Advocacy groups alarmed at proposed police powers
ISTANBUL-Turkish Daily News | 5/29/2007 12:00:00 AM | ONUR BURÇAK BELLİ
In the wake of renewed security and anti-terror debate following last week's deadly bombing in Ankara, new legislation to bolster police power now moving swiftly through parliament is raising deep
In the wake of renewed security and anti-terror debate following last week's deadly bombing in Ankara, new legislation to bolster police power now moving swiftly through parliament is raising deep concerns in human rights circles.
The legislation is supported by both the ruling Justice and Development Party (AKP) along with most of the opposition as a measure needed in the face of rising terror in Turkey's southeast as well as the specific bombing that killed five and injured nearly a hundred a week ago in Ulus, a downtown shopping area.
Minister of the Interior Osman Güneş, a promoter of the legislation within the AKP, said the law is important to attack terror.
“We totally agree with the general leading motives of the legislation and support it, “ Güneş said yesterday as the measure gained approval of a second parliamentary. It is expected to be voted on by the full parliament as soon as the weekend. Upon passage, it will still the endorsement of President Ahmet Necdet Sezer, but he is expected to look favorably upon the legislation.
Passage of the legislation will enable police to better protect citizens said AKP Eskişehir deputy Muharrem Tozçöken, one of the deputies who proposed the bill. “Our bill is to provide peace for our ordinary citizens. It envisions stronger hands for our security forces in this context.”
But it goes too far say many outside of government, particular in non-governmental organizations dealing with human rights and Turkey's integration with European Union norms.
Even Turkish Bar Association (TBB) President, Özdemir Özok, known for his strong support for law enforcement, questioned whether the law will be balanced: “The police have to approach rights, freedoms and security issues in terms of international law and within the frame of law.”
Terms of the bill first proposed last week will allow police to take fingerprints of anyone applying for a gun license, driving license, passport or Turkish citizenship. It also provides the police with a larger authority to stop, search and demand identification from individuals. The bill also enables the police to use anyone to collect information. Some lawyers say it represents the largest expansion of police authority ever.
Human rights advocates, until recently optimistic about Turkey's progress, say it will be a huge step backward. Özok argued part of the problem is the attitude among some senior officials. For example, he cited the case of Istanbul Police Chief Celaletting Cerrah who once publicly defended a lynching.
“We have to think twice about expanding the authority of such people,” Özok said.

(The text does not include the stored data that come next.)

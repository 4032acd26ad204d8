use std::collections::BTreeMap;
use std::fmt;

mod cd;
mod exit;
mod status;

pub use cd::CdCommand;
pub use exit::ExitCommand;
pub use status::StatusCommand;

use crate::core::state::ShellState;

#[derive(Debug)]
pub enum CommandError {
    HomeDirNotFound,
    ExecutionError(String),
}

impl fmt::Display for CommandError {
    fn fmt(&self, f: &mut fmt::Formatter<'_>) -> fmt::Result {
        match self {
            CommandError::HomeDirNotFound => write!(f, "home directory not found"),
            CommandError::ExecutionError(msg) => write!(f, "{}", msg),
        }
    }
}

impl std::error::Error for CommandError {}

/// What the interpreter loop does after a built-in ran.
#[derive(Debug, Clone, Copy, PartialEq, Eq)]
pub enum Outcome {
    Continue,
    Exit(i32),
}

pub trait Command {
    fn execute(&self, args: &[String], state: &mut ShellState) -> Result<Outcome, CommandError>;
}

#[derive(Clone)]
enum CommandType {
    Cd(CdCommand),
    Exit(ExitCommand),
    Status(StatusCommand),
}

impl Command for CommandType {
    fn execute(&self, args: &[String], state: &mut ShellState) -> Result<Outcome, CommandError> {
        match self {
            CommandType::Cd(cmd) => cmd.execute(args, state),
            CommandType::Exit(cmd) => cmd.execute(args, state),
            CommandType::Status(cmd) => cmd.execute(args, state),
        }
    }
}

/// Commands run inside the shell process, never forked.
#[derive(Clone)]
pub struct Builtins {
    commands: BTreeMap<&'static str, CommandType>,
}

impl Default for Builtins {
    fn default() -> Self {
        Self::new()
    }
}

impl Builtins {
    pub fn new() -> Self {
        let mut commands = BTreeMap::new();
        commands.insert("cd", CommandType::Cd(CdCommand::new()));
        commands.insert("exit", CommandType::Exit(ExitCommand::new()));
        commands.insert("status", CommandType::Status(StatusCommand::new()));
        Self { commands }
    }

    /// Runs `name` if it is a built-in; `None` means it is an external program.
    pub fn dispatch(
        &self,
        name: &str,
        args: &[String],
        state: &mut ShellState,
    ) -> Option<Result<Outcome, CommandError>> {
        self.commands
            .get(name)
            .map(|cmd| cmd.execute(args, state))
    }
}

The root of the problem traces to the post 9/11 era, argued Turkey Human Rights Foundation general secretary Metin Bakkalcı. The worldwide trend, driven by fear, is to place human rights as secondary to security, he said.
“This is a problem of democracy. Look at Dink, he was gunned down in daylight in front of our eyes. This means the signs of democracy are disappearing from life,” he said, referring to the assassination of Turkish Amenian journalist Hrant Dink last January.
A stronger assessment of the new proposed law came from former Istanbul Bar Pesident Yücel Sayman who said police already have the authority they need and circumstances do not warrant the trampling on individual rights and privacy.
“This new authority is the same type of authority a totalitarian police state would provide for its police,” Sayman said.
Crime rate discussions
Newspaper headlines triggered a public debate on rising violence and the causes of rising criminal incidents, especially in recent months. Galma Jahic from the Bilgi University Law Faculty said results did not specify where exactly the dramatic shifts happened, noting that 40 percent of crimes are not reported to the police.
“Nevertheless, there is an increase in the cases reported,” Jahic pointed out, adding, “The people have a growing fear of crime, the media is also fueling this fear and fueling the police, too. I guess this is a way to explain the results. Otherwise this kind of an increase, in only a year, is impossible.”
Many authorities with the security forces including Cerrah himself criticized the limited authority and argued that the reason of the rising crime rates was partly these restrictions. But on the other hand, the limitations AKP envisioned due to the EU integration process were the same as security norms around the world said criminal lawyer and human rights advocate Ergin Cinmen.
Because of the lack of a control mechanism over the police and the conditions of the police as civil servants, reforms have long been needed to curtail police power rather than expand it he said.
“The country has been counted among the countries that used systematic torture,” said Cinmen.
Police have ignored any curtailment of their power. Expanding it with the excuse of a state of emergency will only exacerbate problems between civil society and law enforcement, he said.
He noted events during international Labor Day on May 1, where not only protestors but bystanders and journalists were gassed and beaten by police.
“I think this development is very worrying,” he said.